───── DATA SUPPLIED ─────

impl Expr {
    fn binary(self, op: BinaryOperator, right: Expr) -> Expr {
        Expr::BinaryOp {
            left: Box::new(self),
            op,
            right: Box::new(right),
        }
    }

    pub fn eq(self, other: Expr) -> Expr {
        self.binary(BinaryOperator::Eq, other)
    }

    pub fn not_eq(self, other: Expr) -> Expr {
        self.binary(BinaryOperator::Neq, other)
    }

    pub fn lt(self, other: Expr) -> Expr {
        self.binary(BinaryOperator::Lt, other)
    }

    pub fn lt_eq(self, other: Expr) -> Expr {
        self.binary(BinaryOperator::Lte, other)
    }

    pub fn gt(self, other: Expr) -> Expr {
        self.binary(BinaryOperator::Gt, other)
    }

    pub fn gt_eq(self, other: Expr) -> Expr {
        self.binary(BinaryOperator::Gte, other)
    }

    pub fn and(self, other: Expr) -> Expr {
        self.binary(BinaryOperator::And, other)
    }

    pub fn or(self, other: Expr) -> Expr {
        self.binary(BinaryOperator::Or, other)
    }

    pub fn is_null(self) -> Expr {
        Expr::IsNull(Box::new(self))
    }

    pub fn is_not_null(self) -> Expr {
        Expr::IsNotNull(Box::new(self))
    }

    pub fn between(self, low: Expr, high: Expr) -> Expr {
        Expr::Between {
            expr: Box::new(self),
            low: Box::new(low),
            high: Box::new(high),
            negated: false,
        }
    }

    pub fn in_list(self, list: Vec<Expr>) -> Expr {
        Expr::InList {
            expr: Box::new(self),
            list,
            negated: false,
        }
    }

    pub fn not_in_list(self, list: Vec<Expr>) -> Expr {
        Expr::InList {
            expr: Box::new(self),
            list,
            negated: true,
        }
    }

    pub fn in_subquery(self, subquery: LogicalPlan) -> Expr {
        Expr::InSubquery {
            expr: Box::new(self),
            subquery: Box::new(subquery),
            negated: false,
        }
    }

    pub fn not_in_subquery(self, subquery: LogicalPlan) -> Expr {
        Expr::InSubquery {
            expr: Box::new(self),
            subquery: Box::new(subquery),
            negated: true,
        }
    }

    pub fn like(self, pattern: impl Into<String>) -> Expr {
        Expr::Like {
            expr: Box::new(self),
            pattern: Box::new(lit(pattern.into())),
            negated: false,
        }
    }

    pub fn not_like(self, pattern: impl Into<String>) -> Expr {
        Expr::Like {
            expr: Box::new(self),
            pattern: Box::new(lit(pattern.into())),
            negated: true,
        }
    }

    /// The column this expression directly references, if it is a bare column
    pub fn as_column(&self) -> Option<&ColumnRef> {
        match self {
            Expr::Column(c) => Some(c),
            _ => None,
        }
    }

    /// Split a conjunction into its AND-ed terms
    pub fn conjuncts(&self) -> Vec<&Expr> {
        match self {
            Expr::BinaryOp {
                left,
                op: BinaryOperator::And,
                right,
            } => {
                let mut terms = left.conjuncts();
                terms.extend(right.conjuncts());
                terms
            }
            other => vec![other],
        }
    }

    /// Best-effort static type of this expression against `schema`.
    ///
    /// Predicates have type INTEGER (1/0). `None` means the type cannot be
    /// determined without evaluating (NULL literals, outer references,
    /// scalar subqueries).
    pub fn data_type(&self, schema: &RowSchema) -> Option<DataType> {
        match self {
            Expr::Column(c) => schema
                .resolve(c.table.as_deref(), &c.column)
                .ok()
                .flatten()
                .and_then(|i| schema.field(i))
                .and_then(|f| f.data_type),
            Expr::Literal(v) => v.data_type(),
            Expr::BinaryOp { left, op, right } => match op {
                BinaryOperator::Div => Some(DataType::Decimal),
                BinaryOperator::Add
                | BinaryOperator::Sub
                | BinaryOperator::Mul
                | BinaryOperator::Mod => {
                    let l = left.data_type(schema)?;
                    let r = right.data_type(schema)?;
                    l.unify(&r).filter(|t| t.is_numeric())
                }
                _ => Some(DataType::Integer),
            },
            Expr::UnaryOp {
                op: UnaryOperator::Minus,
                expr,
            } => expr.data_type(schema),
            Expr::UnaryOp {
                op: UnaryOperator::Not,
                ..
            } => Some(DataType::Integer),
            Expr::Function { func, args } => match func {
                ScalarFunction::Concat | ScalarFunction::Upper | ScalarFunction::Lower => {
                    Some(DataType::Text)
                }
                ScalarFunction::Date => Some(DataType::Date),
                ScalarFunction::Year | ScalarFunction::Month | ScalarFunction::Length => {
                    Some(DataType::Integer)
                }
                ScalarFunction::Round => args.first().and_then(|a| a.data_type(schema)),
                ScalarFunction::Coalesce => unify_all(args.iter(), schema),
            },
            Expr::Case {
                when_clauses,
                else_clause,
                ..
            } => unify_all(
                when_clauses
                    .iter()
                    .map(|(_, then)| then)
                    .chain(else_clause.as_deref()),
                schema,
            ),
            Expr::IsNull(_)
            | Expr::IsNotNull(_)
            | Expr::Between { .. }
            | Expr::InList { .. }
            | Expr::Like { .. }
            | Expr::Exists { .. }
            | Expr::InSubquery { .. } => Some(DataType::Integer),
            Expr::ScalarSubquery(_) => None,
        }
    }
}

fn unify_all<'a>(exprs: impl Iterator<Item = &'a Expr>, schema: &RowSchema) -> Option<DataType> {
    let mut result: Option<DataType> = None;
    for expr in exprs {
        if let Some(t) = expr.data_type(schema) {
            result = match result {
                None => Some(t),
                Some(prev) => Some(prev.unify(&t)?),
            };
        }
    }
    result
}

impl std::ops::Add for Expr {
    type Output = Expr;

    fn add(self, rhs: Expr) -> Expr {
        self.binary(BinaryOperator::Add, rhs)
    }
}

impl std::ops::Sub for Expr {
    type Output = Expr;

    fn sub(self, rhs: Expr) -> Expr {
        self.binary(BinaryOperator::Sub, rhs)
    }
}

impl std::ops::Mul for Expr {
    type Output = Expr;

    fn mul(self, rhs: Expr) -> Expr {
        self.binary(BinaryOperator::Mul, rhs)
    }
}

impl std::ops::Div for Expr {
    type Output = Expr;

    fn div(self, rhs: Expr) -> Expr {
        self.binary(BinaryOperator::Div, rhs)
    }
}

impl std::ops::Rem for Expr {
    type Output = Expr;

    fn rem(self, rhs: Expr) -> Expr {
        self.binary(BinaryOperator::Mod, rhs)
    }
}

impl std::ops::Not for Expr {
    type Output = Expr;

    fn not(self) -> Expr {
        Expr::UnaryOp {
            op: UnaryOperator::Not,
            expr: Box::new(self),
        }
    }
}

impl std::ops::Neg for Expr {
    type Output = Expr;

    fn neg(self) -> Expr {
        Expr::UnaryOp {
            op: UnaryOperator::Minus,
            expr: Box::new(self),
        }
    }
}

/// Wrap `expr` in parentheses when it binds looser than `parent`
fn fmt_operand(f: &mut fmt::Formatter<'_>, expr: &Expr, parent: u8) -> fmt::Result {
    match expr {
        Expr::BinaryOp { op, .. } if op.precedence() < parent => write!(f, "({})", expr),
        _ => write!(f, "{}", expr),
    }
}

fn fmt_list(f: &mut fmt::Formatter<'_>, exprs: &[Expr]) -> fmt::Result {
    for (i, e) in exprs.iter().enumerate() {
        if i > 0 {
            write!(f, ", ")?;
        }
        write!(f, "{}", e)?;
    }
    Ok(())
}

impl fmt::Display for Expr {
    fn fmt(&self, f: &mut fmt::Formatter<'_>) -> fmt::Result {
        let not = |negated: bool| if negated { "NOT " } else { "" };
        match self {
            Expr::Column(c) => write!(f, "{}", c),
            Expr::Literal(Value::Text(s)) => write!(f, "'{}'", s.replace('\'', "''")),
            Expr::Literal(v @ (Value::Timestamp(_) | Value::Date(_))) => write!(f, "'{}'", v),
            Expr::Literal(v) => write!(f, "{}", v),
            Expr::BinaryOp { left, op, right } => {
                let p = op.precedence();
                fmt_operand(f, left, p)?;
                write!(f, " {} ", op.symbol())?;
                // right operand of a left-associative operator needs parens at equal precedence
                fmt_operand(f, right, p + 1)
            }
            Expr::UnaryOp { op, expr } => {
                match op {
                    UnaryOperator::Not => write!(f, "NOT ")?,
                    UnaryOperator::Minus => write!(f, "-")?,
                }
                fmt_operand(f, expr, u8::MAX)
            }
            Expr::Function { func, args } => {
                write!(f, "{}(", func)?;
                fmt_list(f, args)?;
                write!(f, ")")
            }
            Expr::IsNull(e) => write!(f, "{} IS NULL", e),
            Expr::IsNotNull(e) => write!(f, "{} IS NOT NULL", e),
            Expr::Between {
                expr,
                low,
                high,
                negated,
            } => write!(f, "{} {}BETWEEN {} AND {}", expr, not(*negated), low, high),
            Expr::InList {
                expr,
                list,
                negated,
            } => {
                write!(f, "{} {}IN (", expr, not(*negated))?;
                fmt_list(f, list)?;
                write!(f, ")")
            }
            Expr::Like {
                expr,
                pattern,
                negated,
            } => write!(f, "{} {}LIKE {}", expr, not(*negated), pattern),
            Expr::Case {
                operand,
                when_clauses,
                else_clause,
            } => {
                write!(f, "CASE")?;
                if let Some(op) = operand {
                    write!(f, " {}", op)?;
                }
                for (when, then) in when_clauses {
                    write!(f, " WHEN {} THEN {}", when, then)?;
                }
                if let Some(e) = else_clause {
                    write!(f, " ELSE {}", e)?;
                }
                write!(f, " END")
            }
            Expr::Exists { negated, .. } => write!(f, "{}EXISTS (subquery)", not(*negated)),
            Expr::InSubquery { expr, negated, .. } => {
                write!(f, "{} {}IN (subquery)", expr, not(*negated))
            }
            Expr::ScalarSubquery(_) => write!(f, "(subquery)"),
        }
    }
}

#[cfg(test)]
mod tests {
    use super::*;
    use crate::catalog::Field;

    #[test]
    fn test_column_ref_parse() {
        let c = ColumnRef::parse("o.order_id");
        assert_eq!(c.table.as_deref(), Some("o"));
        assert_eq!(c.column, "order_id");
        assert_eq!(ColumnRef::parse("email").table, None);
    }

    #[test]
    fn test_display() {
        let e = (col("price") + lit(1)) * lit(2);
        assert_eq!(e.to_string(), "(price + 1) * 2");

        let e = col("a") - lit(1) - lit(2);
        assert_eq!(e.to_string(), "a - 1 - 2");

        let e = func(
            ScalarFunction::Concat,
            vec![col("first_name"), lit(" "), col("last_name")],
        );
        assert_eq!(e.to_string(), "CONCAT(first_name, ' ', last_name)");

        let e = col("email").like("%@example.com").or(col("email").is_null());
        assert_eq!(e.to_string(), "email LIKE '%@example.com' OR email IS NULL");
    }

    #[test]
    fn test_conjuncts() {
        let e = col("a").eq(col("b")).and(col("c").gt(lit(1))).and(col("d").is_null());
        assert_eq!(e.conjuncts().len(), 3);
        assert_eq!(col("a").or(col("b")).conjuncts().len(), 1);
    }

    #[test]
    fn test_data_type_inference() {
        let schema = RowSchema::new(vec![
            Field::new("quantity", Some(DataType::Integer)).qualified("oi"),
            Field::new("unit_price", Some(DataType::Decimal)).qualified("oi"),
            Field::new("order_date", Some(DataType::Timestamp)).qualified("o"),
        ]);
        assert_eq!(
            (col("quantity") * col("oi.unit_price")).data_type(&schema),
            Some(DataType::Decimal)
        );
        assert_eq!(
            (col("quantity") + lit(1)).data_type(&schema),
            Some(DataType::Integer)
        );
        assert_eq!(
            func(ScalarFunction::Date, vec![col("order_date")]).data_type(&schema),
            Some(DataType::Date)
        );
        assert_eq!(col("missing").data_type(&schema), None);
        assert_eq!(null().data_type(&schema), None);
    }

    #[test]
    fn test_function_lookup() {
        assert_eq!(ScalarFunction::from_name("concat"), Some(ScalarFunction::Concat));
        assert_eq!(ScalarFunction::from_name("nope"), None);
        assert_eq!(ScalarFunction::Round.arity(), (1, Some(2)));
    }
}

─────

■ **THE TASK**: Please return all lines above in which the string "terms" is found.

■ **RESULT OF THE TASK**:
    /// Split a conjunction into its AND-ed terms
                let mut terms = left.conjuncts();
                terms.extend(right.conjuncts());
                terms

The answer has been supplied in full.